COMBINING OTHER TTL FLASHES OFF CAMERA
If you would like to fire and control your other Canon and Nikon etc TTL flashes off camera, in combination with the Godox V850 and Witstro, most of the above TTL radio trigger options should allow for that. You would simply need the respective TTL receiver units attached to each TTL flash.
The TTL flashes are remote controlled through their respective TTL transmitter (Odin, YN-622C etc), and the Godox flashes are controlled through the FT-16 transmitter.
And HSS should be available to all of the Godox V850 / Witstro and HSS enabled TTL flashes.
COMBINING OTHER MANUAL FLASHES OFF CAMERA
To combine other manual flashes (or even TTL flashes being used as simple manual flashes) the Cells II can also be used as separate receiver units to the FT-16 as transmitter.

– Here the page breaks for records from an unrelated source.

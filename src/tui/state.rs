use crate::model::ConfigField;
use ratatui::{
    style::Color,
    style::Style,
    text::{Line, Span},
};

/// Form rows: the video path first, then every detection field in wire order.
#[derive(Debug, Clone, Copy, PartialEq, Eq)]
pub enum FormRow {
    File,
    Field(ConfigField),
}

impl FormRow {
    pub const COUNT: usize = ConfigField::ALL.len() + 1;

    pub fn at(index: usize) -> Self {
        match index {
            0 => FormRow::File,
            i => FormRow::Field(ConfigField::ALL[(i - 1).min(ConfigField::ALL.len() - 1)]),
        }
    }

    pub fn label(self) -> &'static str {
        match self {
            FormRow::File => "Video file",
            FormRow::Field(f) => f.label(),
        }
    }
}

/// UI-thread-only state. Session data is read from snapshots, never stored here.
#[derive(Debug, Default)]
pub struct UiState {
    pub tab: usize,
    pub selected: usize,
    /// Text being typed into the selected row, if editing.
    pub editing: Option<String>,
    /// Local feedback (clipboard, edit errors); the session status is shown separately.
    pub info: String,
    pub event_scroll: usize,
}

impl UiState {
    pub fn selected_row(&self) -> FormRow {
        FormRow::at(self.selected)
    }

    pub fn move_selection(&mut self, down: bool) {
        self.selected = if down {
            (self.selected + 1).min(FormRow::COUNT - 1)
        } else {
            self.selected.saturating_sub(1)
        };
    }

    pub fn scroll_events(&mut self, down: bool, rows: usize) {
        self.event_scroll = if down {
            (self.event_scroll + 5).min(rows.saturating_sub(1))
        } else {
            self.event_scroll.saturating_sub(5)
        };
    }
}

pub fn push_wrapped_status_kv(
    out: &mut Vec<Line<'static>>,
    label: &str,
    value: &str,
    status_area_width: u16,
) {
    let value = value.trim();
    if value.is_empty() {
        return;
    }

    // Account for borders (2 chars on each side)
    let usable_width = status_area_width.saturating_sub(4).max(1);
    let label_text = format!("{label}:");
    let label_width = label_text.chars().count() as u16;

    let value_chars: Vec<char> = value.chars().collect();
    let mut remaining = value_chars.as_slice();
    let mut first = true;

    while !remaining.is_empty() {
        let line_width = if first {
            usable_width.saturating_sub(label_width + 1).max(1)
        } else {
            usable_width.saturating_sub(2).max(1)
        };

        let chars_to_take = (remaining.len() as u16).min(line_width) as usize;
        let (line_chars, rest) = remaining.split_at(chars_to_take);
        let line_text: String = line_chars.iter().collect();

        if first {
            out.push(Line::from(vec![
                Span::styled(label_text.clone(), Style::default().fg(Color::Gray)),
                Span::raw(" "),
                Span::raw(line_text),
            ]));
            first = false;
        } else {
            out.push(Line::from(vec![Span::raw("  "), Span::raw(line_text)]));
        }

        remaining = rest;
    }
}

TTL FLASH ON CAMERA – HSS OFF CAMERA
YongNuo – YN622C and YN622N – TTL Flash mounted directly on the transmitter pass through hotshoe. FT-16 mounted on a YN622C/N receiver, or YN-622c/N receivers attached to all the Godox flashes as well.
YongNuo – YNE3-RX receiver – Canon 600EX-RT or YongNuo YN600EX-RT flash mounted on the camera hotshoe, and YNEX-RX receiver attached to each flash via PC sync cord. Or attach an FT-16 transmitter to a YNE3-RX receiver via PC sync cord.
Phottix – The Mitros+ flash with Odin transmitter would be mounted on the camera hotshoe. FT-16 mounted on a Odin receiver, or Odin/Strato II receivers attached to all the Godox flashes as well.
PocketWizard – TT1 or TT5 – TTL Flash mounted directly on the transmitter pass through hotshoe. TT5 / Plus III / X receivers attached to all the Godox flashes. (FT-16 mounted on a PocketWizard receiver may also work).
TTL FLASH ON CAMERA – NO HSS OFF CAMERA
Using a hotshoe to PC sync cord, the FT-16 transmitter can be connected directly to the cameras PC sync port (provided it has one).
Another option is to use manual triggers like the Phottix Strato II which have a fairly solid TTL Pass Through Hotshoe. Allowing a TTL flash to be mounted on the camera while manual receivers are attached to and fire the Godox flashes. The FT-16 is then used to control the remote manual power levels of the Godox flashes.